As verdades de Lembo

“Estamos vendo o fim do ciclo biológico das oligarquias nascidas com o regime militar. Já tínhamos vivido o fim político, com a democratização. Agora estamos no fim biológico”. - Cláudio Lembo, prefeito de São Paulo – PFL – Estado de S.Paulo, 31-10-2006.

“O Geraldo chegou até onde chegou por méritos próprios. Não teve ajuda de ninguém. Nem minha” - Cláudio Lembo, prefeito de São Paulo – PFL – Estado de S.Paulo, 31-10-2006.

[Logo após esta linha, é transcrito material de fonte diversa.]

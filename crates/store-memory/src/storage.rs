// Copyright (c) reifydb.com 2025
// This file is licensed under the AGPL-3.0-or-later

use std::{
	collections::hash_map::DefaultHasher,
	hash::{Hash, Hasher},
	marker::PhantomData,
	mem,
	sync::Arc,
};

use async_trait::async_trait;
use parking_lot::{Mutex, MutexGuard};
use statum_core::storage::{
	ByteSize, DrainStorage, IterateStorage, ReadState, ReadStorage, SeekTo, ShadowReadStorage,
	WriteStorage,
};
use statum_type::Result;
use tracing::instrument;

use crate::{
	eviction::Eviction,
	index::{Index, SortedIndex},
	iter::MemorySeekIter,
	slot::Slot,
};

pub(crate) const DEFAULT_BUCKET_COUNT: usize = 64;

pub(crate) struct Bucket<I, E> {
	pub(crate) index: I,
	pub(crate) eviction: E,
}

/// The bucketed concurrent map.
///
/// Key space is partitioned across a fixed number of independently locked
/// buckets; operations on different buckets run fully in parallel, same
/// bucket serializes. There is no global lock, and therefore no ordering
/// guarantee across buckets.
pub struct MemoryStorage<K, V, I = crate::HashIndex<K, V>, S = V, E = crate::NoEviction> {
	pub(crate) buckets: Vec<Arc<Mutex<Bucket<I, E>>>>,
	_marker: PhantomData<fn() -> (K, V, S)>,
}

impl<K, V, I, S, E> MemoryStorage<K, V, I, S, E>
where
	K: Clone + Eq + Hash + ByteSize + Send + Sync + 'static,
	V: Clone + ByteSize + Send + Sync + 'static,
	I: Index<K, S>,
	S: Slot<V>,
	E: Eviction<K>,
{
	pub fn new() -> Self {
		Self::with_buckets(DEFAULT_BUCKET_COUNT)
	}

	/// One bucket covering the whole key space; the shape to use when a
	/// `seek` must observe global key order.
	pub fn single() -> Self {
		Self::with_buckets(1)
	}

	pub fn with_buckets(count: usize) -> Self {
		let count = count.max(1);
		let buckets = (0..count)
			.map(|_| Arc::new(Mutex::new(Bucket { index: I::default(), eviction: E::unbounded() })))
			.collect();
		Self { buckets, _marker: PhantomData }
	}

	/// Buckets with an eviction budget of `max_capacity_bytes` split
	/// evenly across them.
	pub fn with_capacity(count: usize, max_capacity_bytes: usize) -> Self {
		let count = count.max(1);
		let per_bucket = max_capacity_bytes / count;
		let buckets = (0..count)
			.map(|_| {
				Arc::new(Mutex::new(Bucket { index: I::default(), eviction: E::bounded(per_bucket) }))
			})
			.collect();
		Self { buckets, _marker: PhantomData }
	}

	pub fn bucket_count(&self) -> usize {
		self.buckets.len()
	}

	fn bucket_of(&self, key: &K) -> usize {
		if self.buckets.len() == 1 {
			return 0;
		}
		let mut hasher = DefaultHasher::new();
		key.hash(&mut hasher);
		(hasher.finish() as usize) % self.buckets.len()
	}

	fn evict_excess(bucket: &mut Bucket<I, E>) {
		while let Some(victim) = bucket.eviction.pop_excess() {
			bucket.index.remove(&victim);
		}
	}

	/// Never suspends; the async protocol impls below wrap the `_sync`
	/// operations.
	pub fn read_states_sync(&self, keys: &[K]) -> Vec<ReadState<V>> {
		keys.iter()
			.map(|key| {
				let mut guard = self.buckets[self.bucket_of(key)].lock();
				let state = match guard.index.get(key) {
					None => ReadState::Missing,
					Some(slot) => match slot.value() {
						Some(value) => ReadState::Value(value.clone()),
						None => ReadState::Tombstone,
					},
				};
				if E::ENABLED && state.found() {
					guard.eviction.on_access(key);
					Self::evict_excess(&mut guard);
				}
				state
			})
			.collect()
	}

	pub fn write_some_sync(&self, entries: Vec<(K, V)>) {
		for (key, value) in entries {
			let mut guard = self.buckets[self.bucket_of(&key)].lock();
			let bytes = key.byte_size() + value.byte_size();
			let Bucket { index, eviction } = &mut *guard;
			match index.get_mut(&key) {
				Some(slot) => {
					slot.replace(value);
					if E::ENABLED {
						eviction.on_update(&key, bytes);
					}
				}
				None => {
					if E::ENABLED {
						eviction.on_insert(&key, bytes);
					}
					index.insert(key, S::occupied(value));
				}
			}
			if E::ENABLED {
				Self::evict_excess(&mut guard);
			}
		}
	}

	pub fn remove_some_sync(&self, keys: Vec<K>) {
		for key in keys {
			let mut guard = self.buckets[self.bucket_of(&key)].lock();
			let Bucket { index, eviction } = &mut *guard;
			if !S::LOGICAL_DELETION {
				if index.remove(&key).is_some() && E::ENABLED {
					eviction.on_remove(&key);
				}
				continue;
			}
			match index.get(&key).map(Slot::is_tombstone) {
				// Removing an already tombstoned key is a no-op.
				Some(true) => {}
				Some(false) => {
					if let Some(tombstone) = S::tombstone() {
						if let Some(slot) = index.get_mut(&key) {
							*slot = tombstone;
						}
						if E::ENABLED {
							eviction.on_update(&key, key.byte_size());
						}
					}
				}
				// Absent key: a fresh tombstone still goes in, so the
				// deletion shadows whatever a lower layer holds.
				None => {
					if let Some(tombstone) = S::tombstone() {
						if E::ENABLED {
							eviction.on_insert(&key, key.byte_size());
						}
						index.insert(key, tombstone);
					}
				}
			}
		}
	}

	/// Bucket-wise absorption of `other`'s entries, draining it. Existing
	/// entries win: merge inserts only keys this storage does not hold.
	pub fn merge(&self, other: &Self) {
		assert_eq!(
			self.buckets.len(),
			other.buckets.len(),
			"merge requires identically sharded storages"
		);
		for (mine, theirs) in self.buckets.iter().zip(&other.buckets) {
			let (mut destination, mut source) = lock_pair(mine, theirs);
			let drained = mem::take(&mut source.index);
			source.eviction.reset();
			let Bucket { index, eviction } = &mut *destination;
			for (key, slot) in drained.into_entries() {
				if index.get(&key).is_none() {
					if E::ENABLED {
						let bytes = key.byte_size()
							+ slot.value().map(ByteSize::byte_size).unwrap_or(0);
						eviction.on_insert(&key, bytes);
					}
					index.insert(key, slot);
				}
			}
			if E::ENABLED {
				Self::evict_excess(&mut destination);
			}
		}
	}

	/// Exchanges each bucket's contents with `other`; used for snapshot
	/// rotation.
	pub fn swap(&self, other: &Self) {
		assert_eq!(
			self.buckets.len(),
			other.buckets.len(),
			"swap requires identically sharded storages"
		);
		for (mine, theirs) in self.buckets.iter().zip(&other.buckets) {
			let (mut a, mut b) = lock_pair(mine, theirs);
			mem::swap(&mut *a, &mut *b);
		}
	}

	/// Best-effort: takes and releases each bucket lock in turn, so this
	/// is not a consistent snapshot under concurrent mutation.
	pub fn empty(&self) -> bool {
		self.buckets.iter().all(|bucket| bucket.lock().index.is_empty())
	}

	/// Resident entries, tombstones included. Same consistency caveat as
	/// [`MemoryStorage::empty`].
	pub fn len(&self) -> usize {
		self.buckets.iter().map(|bucket| bucket.lock().index.len()).sum()
	}

	pub fn is_empty(&self) -> bool {
		self.empty()
	}

	/// Tracked bytes under an eviction policy; zero otherwise.
	pub fn resident_bytes(&self) -> usize {
		self.buckets.iter().map(|bucket| bucket.lock().eviction.used_bytes()).sum()
	}
}

impl<K, V, I, S, E> MemoryStorage<K, V, I, S, E>
where
	K: Clone + Eq + Hash + ByteSize + Send + Sync + 'static,
	V: Clone + ByteSize + Send + Sync + 'static,
	I: SortedIndex<K, S>,
	S: Slot<V>,
	E: Eviction<K>,
{
	/// A forward iterator from the first key >= the seek position (or the
	/// very first key). It holds each bucket's lock while positioned in
	/// it; release it promptly or run it to exhaustion. Buckets are
	/// visited in index order; global key order requires a single bucket.
	pub fn seek(&self, seek: SeekTo<K>) -> MemorySeekIter<K, V, I, S, E> {
		MemorySeekIter::new(self.buckets.clone(), seek)
	}
}

/// Locks a corresponding bucket pair. The pair is ordered by address so
/// two opposing merges over the same storages cannot deadlock; across
/// bucket indices both operands advance in lockstep ascending order.
fn lock_pair<'a, T>(
	first: &'a Arc<Mutex<T>>,
	second: &'a Arc<Mutex<T>>,
) -> (MutexGuard<'a, T>, MutexGuard<'a, T>) {
	if Arc::as_ptr(first) <= Arc::as_ptr(second) {
		let a = first.lock();
		let b = second.lock();
		(a, b)
	} else {
		let b = second.lock();
		let a = first.lock();
		(a, b)
	}
}

impl<K, V, I, S, E> Default for MemoryStorage<K, V, I, S, E>
where
	K: Clone + Eq + Hash + ByteSize + Send + Sync + 'static,
	V: Clone + ByteSize + Send + Sync + 'static,
	I: Index<K, S>,
	S: Slot<V>,
	E: Eviction<K>,
{
	fn default() -> Self {
		Self::new()
	}
}

#[async_trait]
impl<K, V, I, S, E> ReadStorage for MemoryStorage<K, V, I, S, E>
where
	K: Clone + Eq + Hash + ByteSize + Send + Sync + 'static,
	V: Clone + ByteSize + Send + Sync + 'static,
	I: Index<K, S>,
	S: Slot<V>,
	E: Eviction<K>,
{
	type Key = K;
	type Value = V;

	#[instrument(name = "store::memory::read", level = "trace", skip(self, keys), fields(keys = keys.len()))]
	async fn read_some(&self, keys: &[K]) -> Result<Vec<Option<V>>> {
		Ok(self.read_states_sync(keys).into_iter().map(ReadState::into_value).collect())
	}
}

#[async_trait]
impl<K, V, I, S, E> ShadowReadStorage for MemoryStorage<K, V, I, S, E>
where
	K: Clone + Eq + Hash + ByteSize + Send + Sync + 'static,
	V: Clone + ByteSize + Send + Sync + 'static,
	I: Index<K, S>,
	S: Slot<V>,
	E: Eviction<K>,
{
	async fn read_states(&self, keys: &[K]) -> Result<Vec<ReadState<V>>> {
		Ok(self.read_states_sync(keys))
	}
}

#[async_trait]
impl<K, V, I, S, E> WriteStorage for MemoryStorage<K, V, I, S, E>
where
	K: Clone + Eq + Hash + ByteSize + Send + Sync + 'static,
	V: Clone + ByteSize + Send + Sync + 'static,
	I: Index<K, S>,
	S: Slot<V>,
	E: Eviction<K>,
{
	#[instrument(name = "store::memory::write", level = "trace", skip(self, entries), fields(entries = entries.len()))]
	async fn write_some(&self, entries: Vec<(K, V)>) -> Result<()> {
		self.write_some_sync(entries);
		Ok(())
	}

	#[instrument(name = "store::memory::remove", level = "trace", skip(self, keys), fields(keys = keys.len()))]
	async fn remove_some(&self, keys: Vec<K>) -> Result<()> {
		self.remove_some_sync(keys);
		Ok(())
	}
}

#[async_trait]
impl<K, V, I, S, E> IterateStorage for MemoryStorage<K, V, I, S, E>
where
	K: Clone + Eq + Hash + Ord + ByteSize + Send + Sync + 'static,
	V: Clone + ByteSize + Send + Sync + 'static,
	I: SortedIndex<K, S>,
	S: Slot<V>,
	E: Eviction<K>,
{
	type Iter = MemorySeekIter<K, V, I, S, E>;

	async fn range(&self, seek: SeekTo<K>) -> Result<Self::Iter> {
		Ok(self.seek(seek))
	}
}

impl<K, V, I, S, E> DrainStorage for MemoryStorage<K, V, I, S, E>
where
	K: Clone + Eq + Hash + ByteSize + Send + Sync + 'static,
	V: Clone + ByteSize + Send + Sync + 'static,
	I: Index<K, S>,
	S: Slot<V>,
	E: Eviction<K>,
{
	type Key = K;
	type Value = V;
	type Drain = std::vec::IntoIter<(K, Option<V>)>;

	fn drain(self) -> Self::Drain {
		let mut out = Vec::new();
		for bucket in &self.buckets {
			let mut guard = bucket.lock();
			let index = mem::take(&mut guard.index);
			guard.eviction.reset();
			for (key, slot) in index.into_entries() {
				out.push((key, slot.into_value()));
			}
		}
		out.into_iter()
	}
}
// Copyright (c) reifydb.com 2025
// This file is licensed under the AGPL-3.0-or-later

use std::{env, fs, path::Path};

use uuid::Uuid;

pub fn temp_dir<F>(f: F) -> std::io::Result<()>
where
	F: FnOnce(&Path) -> std::io::Result<()>,
{
	let mut path = env::temp_dir();
	path.push(format!("statum-{}", Uuid::new_v4()));

	fs::create_dir(&path)?;
	let result = f(&path);

	let _ = fs::remove_dir_all(&path);
	result
}
// Copyright (c) reifydb.com 2025
// This file is licensed under the AGPL-3.0-or-later

use std::{
	collections::{BTreeMap, HashMap},
	hash::Hash,
	ops::Bound,
};

/// The per-bucket container. Implemented directly on the std maps; buckets
/// pick hashed or ordered through this parameter.
pub trait Index<K, S>: Default + Send + 'static {
	/// Whether iteration follows key order. Only ordered indices support
	/// positional seeks.
	const ORDERED: bool;

	type IntoEntries: Iterator<Item = (K, S)> + Send;

	fn get(&self, key: &K) -> Option<&S>;
	fn get_mut(&mut self, key: &K) -> Option<&mut S>;
	fn insert(&mut self, key: K, slot: S) -> Option<S>;
	fn remove(&mut self, key: &K) -> Option<S>;
	fn len(&self) -> usize;
	fn is_empty(&self) -> bool {
		self.len() == 0
	}
	fn into_entries(self) -> Self::IntoEntries;
}

/// A type alias for the hashed index variant.
pub type HashIndex<K, S> = HashMap<K, S>;

/// A type alias for the ordered (seekable) index variant.
pub type OrderedIndex<K, S> = BTreeMap<K, S>;

impl<K, S> Index<K, S> for HashMap<K, S>
where
	K: Eq + Hash + Send + 'static,
	S: Send + 'static,
{
	const ORDERED: bool = false;

	type IntoEntries = std::collections::hash_map::IntoIter<K, S>;

	fn get(&self, key: &K) -> Option<&S> {
		HashMap::get(self, key)
	}

	fn get_mut(&mut self, key: &K) -> Option<&mut S> {
		HashMap::get_mut(self, key)
	}

	fn insert(&mut self, key: K, slot: S) -> Option<S> {
		HashMap::insert(self, key, slot)
	}

	fn remove(&mut self, key: &K) -> Option<S> {
		HashMap::remove(self, key)
	}

	fn len(&self) -> usize {
		HashMap::len(self)
	}

	fn into_entries(self) -> Self::IntoEntries {
		self.into_iter()
	}
}

impl<K, S> Index<K, S> for BTreeMap<K, S>
where
	K: Ord + Send + 'static,
	S: Send + 'static,
{
	const ORDERED: bool = true;

	type IntoEntries = std::collections::btree_map::IntoIter<K, S>;

	fn get(&self, key: &K) -> Option<&S> {
		BTreeMap::get(self, key)
	}

	fn get_mut(&mut self, key: &K) -> Option<&mut S> {
		BTreeMap::get_mut(self, key)
	}

	fn insert(&mut self, key: K, slot: S) -> Option<S> {
		BTreeMap::insert(self, key, slot)
	}

	fn remove(&mut self, key: &K) -> Option<S> {
		BTreeMap::remove(self, key)
	}

	fn len(&self) -> usize {
		BTreeMap::len(self)
	}

	fn into_entries(self) -> Self::IntoEntries {
		self.into_iter()
	}
}

/// Positional access for ordered indices; what `seek` iterates with.
///
/// Cursor-style stepping (rather than handing out a borrowing iterator)
/// lets the seek iterator own its bucket guard without borrowing from it.
pub trait SortedIndex<K, S>: Index<K, S> {
	/// First entry with key >= `from`.
	fn first_from(&self, from: &K) -> Option<(&K, &S)>;

	/// First entry with key strictly greater than `after`, or the very
	/// first entry when `after` is `None`.
	fn first_after(&self, after: Option<&K>) -> Option<(&K, &S)>;
}

impl<K, S> SortedIndex<K, S> for BTreeMap<K, S>
where
	K: Ord + Send + 'static,
	S: Send + 'static,
{
	fn first_from(&self, from: &K) -> Option<(&K, &S)> {
		self.range(from..).next()
	}

	fn first_after(&self, after: Option<&K>) -> Option<(&K, &S)> {
		match after {
			None => self.iter().next(),
			Some(after) => self.range((Bound::Excluded(after), Bound::Unbounded)).next(),
		}
	}
}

“(Geraldo Alckmin) era o bom moço que toda sogra queria como genro. Mas depois daquele debate (o primeiro com Lula, na TV Bandeirantes), em que foi muito agressivo, virou um genro como outro qualquer. Minha impressão é que, num determinado momento, Geraldo não sabia mais o que era” - Cláudio Lembo, prefeito de São Paulo – PFL – Estado de S.Paulo, 31-10-2006.

“Lula não tem nenhum projeto radical de mudança. É um sobrevivente do povo brasileiro. Lula é a busca da raiz. Por isso tem tantos votos” - Cláudio Lembo, prefeito de São Paulo – PFL – Estado de S. Paulo, 31-10-2006.

“Lula não tem tendência a ditador. É um operário de chão de fábrica, conhece a vida de verdade. É um pequeno burguês, apenas isso” - Cláudio Lembo, prefeito de São Paulo – PFL – Estado de S. Paulo, 31-10-2006.

“A burguesia toda vai para o governo, se o Lula convidar. A burguesia faz tudo, desde que seja para sua preservação. Por isso é que sempre acaba vitoriosa. Não perde uma desde 1789. E quando perde, logo se recupera” - Cláudio Lembo, prefeito de São Paulo – PFL – Estado de S. Paulo, 31-10-2006.

Mídia e política

“A  mídia perdeu o sentimento de solidariedade com o povo. No meu tempo os jornais eram solidários com o povo brasileiro. Hoje os jornais são solidários com os banqueiros brasileiros. A verdade é essa. Não são só os jornais não. Eu vou ser mais duro: são os jornalistas. Poucos jornalistas conseguem manter um sentimento de solidariedade com o povo brasileiro” – Mauro Santayana, jornalista – Conversa Afiada, blog de Paulo Henrique Amorim, 31-10-2006.

“Não me eximo de responsabilidade, mas quero dizer que considero vocês, a mídia, culpados por boa parte dos problemas. Não há mais consciência crítica. Vivemos um mundo em que as relações comerciais predominam sobre as humanas” - Dustin Hoffman, cineasta – Estado de S. Paulo, 1-11-2006.